> _Your objective_
Determine how many lines in the records hold the word "marker". Return the number alone.

++++ Record extracts ++++

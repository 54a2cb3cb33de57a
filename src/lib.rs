//! Messaging core of the theBandFam client: conversation state, the
//! repository boundary, and the hosted-backend and cache implementations.

pub mod api;
pub mod app;
pub mod error;
pub mod messaging;
pub mod storage;
pub mod ui;
pub mod utils;

pub use error::{MessagingError, RepositoryError, Result, SessionError};
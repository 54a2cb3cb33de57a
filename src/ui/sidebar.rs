use std::io::{self, Write};

use crate::messaging::MessagingView;

/// Lists conversations in store order, marking the active one.
pub fn render(view: &MessagingView, out: &mut impl Write) -> io::Result<()> {
    writeln!(out, "Conversations")?;
    for key in view.conversation_keys() {
        let marker = if key == view.active_key() { '*' } else { ' ' };
        let count = view.get_messages(key.as_str()).map(<[_]>::len).unwrap_or(0);
        writeln!(out, " {marker} {key} ({count})")?;
    }
    Ok(())
}

#[cfg(test)]
mod tests {
    use super::*;
    use crate::messaging::repository::seed_conversations;
    use crate::messaging::Identity;

    #[test]
    fn marks_active_conversation() {
        let identity = Identity {
            user_id: "me".into(),
            display_name: "Me".into(),
        };
        let mut view = MessagingView::from_summaries(seed_conversations(), identity).unwrap();
        view.select_conversation("John").unwrap();

        let mut out = Vec::new();
        render(&view, &mut out).unwrap();
        let text = String::from_utf8(out).unwrap();
        assert_eq!(text, "Conversations\n   Alice (3)\n * John (2)\n   Mary (1)\n");
    }
}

++++

> _Reply to the task_
2